Making the Right Choice
Not surprisingly, different replication technologies yield different RPO and RTO results. And, though zero RPO and RPOs may seem ideal, each approach has its place depending on the business need.
Let’s step through them.
Tape vaulting: Offsite tape storage takes the most time since physical tape needs to be retrieved from a storage facility and tape fed back into the infrastructure—which can mean days (24-48 hours). Tape vaulting may be appropriate for small businesses or for larger organizations where data may be retained for analytical purposes or archiving to meet compliance requirements.
Iron Mountain comes to mind for off-premise tape vaulting services from a third party.
Tape or disk backup: Full backups are another common practice, but with exponential data growth, it has become a challenge as organizations grapple with how to recovery quickly.

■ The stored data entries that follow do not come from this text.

use color_eyre::Result;
use crossterm::event::{KeyCode, KeyEvent, MouseEvent, MouseEventKind};
use customers::Customer;
use ratatui::{
    layout::{Constraint, Position, Rect},
    style::{Color, Style, Stylize},
    text::{Line, Span, Text},
    widgets::{Paragraph, Wrap},
};

use crate::{
    action::Action,
    components::{is_global_chord, Component},
    tui::{EventResponse, Frame},
};

use super::{centered_rect_fixed, draw_popup_frame};

const MIN_WIDTH: u16 = 60;
const MIN_HEIGHT: u16 = 9;

#[derive(Debug, Clone, Copy, PartialEq, Eq)]
enum Choice {
    Delete,
    Cancel,
}

/// Sicherheitsabfrage vor dem Löschen. Solange der Dialog offen ist,
/// erreichen nur die globalen Akkorde die restliche Oberfläche.
pub struct DeleteConfirmPopup {
    customer: Customer,
    selected: Choice,
    last_dialog: Rect,
}

impl DeleteConfirmPopup {
    pub fn new(customer: Customer) -> Self {
        Self {
            customer,
            selected: Choice::Delete,
            last_dialog: Rect::default(),
        }
    }

    fn toggle_selection(&mut self) {
        self.selected = match self.selected {
            Choice::Delete => Choice::Cancel,
            Choice::Cancel => Choice::Delete,
        };
    }

    fn confirm_action(&self) -> Action {
        match self.selected {
            Choice::Delete => Action::DeleteRequested(self.customer.id),
            Choice::Cancel => Action::ClosePopup,
        }
    }

    fn inner_rect(area: Rect) -> Rect {
        Rect {
            x: area.x.saturating_add(1),
            y: area.y.saturating_add(1),
            width: area.width.saturating_sub(2),
            height: area.height.saturating_sub(2),
        }
    }
}

impl Component for DeleteConfirmPopup {
    fn height_constraint(&self) -> Constraint {
        Constraint::Min(MIN_HEIGHT)
    }

    fn handle_key_events(&mut self, key: KeyEvent) -> Result<Option<EventResponse<Action>>> {
        if is_global_chord(&key) {
            return Ok(None);
        }
        let action = match key.code {
            KeyCode::Left | KeyCode::Right | KeyCode::Tab | KeyCode::BackTab => {
                self.toggle_selection();
                Action::Update
            }
            KeyCode::Enter => self.confirm_action(),
            KeyCode::Esc => Action::ClosePopup,
            _ => Action::Update,
        };
        Ok(Some(EventResponse::Stop(action)))
    }

    fn handle_mouse_events(&mut self, mouse: MouseEvent) -> Result<Option<EventResponse<Action>>> {
        if let MouseEventKind::Down(_) = mouse.kind {
            // vor dem ersten Zeichnen ist die Dialogfläche noch unbekannt
            if self.last_dialog.width > 0
                && !self
                    .last_dialog
                    .contains(Position::new(mouse.column, mouse.row))
            {
                return Ok(Some(EventResponse::Stop(Action::ClosePopup)));
            }
        }
        Ok(Some(EventResponse::Stop(Action::Update)))
    }

    fn draw(&mut self, f: &mut Frame<'_>, area: Rect) -> Result<()> {
        if area.width < 5 || area.height < 5 {
            return Ok(());
        }

        let w = MIN_WIDTH.min(area.width);
        let h = MIN_HEIGHT.min(area.height);
        let dialog = centered_rect_fixed(area, w, h);
        self.last_dialog = dialog;

        let _ = draw_popup_frame(f, dialog, "Confirm Delete");
        let inner = Self::inner_rect(dialog);

        let mut lines: Vec<Line> = Vec::new();
        lines.push(Line::raw("Are you sure you want to delete this customer?"));
        lines.push(Line::from(Span::styled(
            self.customer.full_name(),
            Style::default().bold(),
        )));

        if inner.height >= 3 {
            lines.push(Line::raw(""));
        }

        let selected_style = Style::default().fg(Color::Black).bg(Color::White).bold();
        let unselected_style = Style::default().fg(Color::White).bg(Color::Black);

        let delete_span = if self.selected == Choice::Delete {
            Span::styled("[ Delete ]", selected_style)
        } else {
            Span::styled("[ Delete ]", unselected_style)
        };
        let cancel_span = if self.selected == Choice::Cancel {
            Span::styled("[ Cancel ]", selected_style)
        } else {
            Span::styled("[ Cancel ]", unselected_style)
        };

        let spacing = "   ";
        let buttons_len = "[ Delete ]".len() + spacing.len() + "[ Cancel ]".len();
        let pad = (inner.width as usize).saturating_sub(buttons_len) / 2;
        lines.push(Line::from(vec![
            Span::raw(" ".repeat(pad)),
            delete_span,
            Span::raw(spacing),
            cancel_span,
        ]));

        if inner.height >= 4 {
            lines.push(Line::raw(""));
            let hints = Line::from(vec![
                Span::styled("←/→/Tab", Style::default().fg(Color::White)),
                Span::raw(": Select   "),
                Span::styled("Enter", Style::default().fg(Color::White)),
                Span::raw(": Confirm   "),
                Span::styled("Esc", Style::default().fg(Color::White)),
                Span::raw(": Cancel"),
            ])
            .fg(Color::DarkGray);
            lines.push(hints);
        }

        let para = Paragraph::new(Text::from(lines)).wrap(Wrap { trim: true });
        f.render_widget(para, inner);

        Ok(())
    }
}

Recovery from tape can take days; fortunately, recovery from disk can take less time—often around 8 to 10 hours or better.
EMC Data Domain provides disk-based back and recovery, with de-duplication that speeds the replication process in ever shrinking backup windows by copying only changed data.
Asynchronous replication: This technology uses mirrored copies taken over certain time intervals to provide recovery times from minutes to hours but still may not be appropriate for those situations with the most stringent recovery requirements.
A good example of asynchronous replication is the widely-adopted EMC Symmetrix Remote Data Facility (SRDF) and specifically, SRDF/A for long-distance replication.
Synchronous replication: This replication technology leverages simultaneous mirrored copies to provide zero RPO, which may be preferred for business-critical application and data protection in larger enterprises, but is only as good as the last copy.
EMC Symmetrix Remote Data Facility (SRDF) again fits the bill, but it’s SRDF/S for zero data loss over regional distances (i.e. less than 100 miles).
Continuous replication: With the ability to “roll-back” data to previous points in time, continuous replication leverages a journal to deliver the efficiencies of asynchronous replication (but without the need for full mirrored copies) with the near zero RPO more akin to synchronous replication.
Look no further than EMC RecoverPoint for a good example of continuous local data protection as well as continuous remote replication with DVR-like recovery for DR and other use cases.
Depending on your DR need, one or more of these replication technologies may be appropriate for you; the RPO and RTO you target may affect your choice.
For the CIO cited here, with a 24-hour recovery requirement, a disk-backup system was the right solution.
The bottom line is regardless of whether it’s virtual, physical, or cloud, disaster recovery is still about recovery time.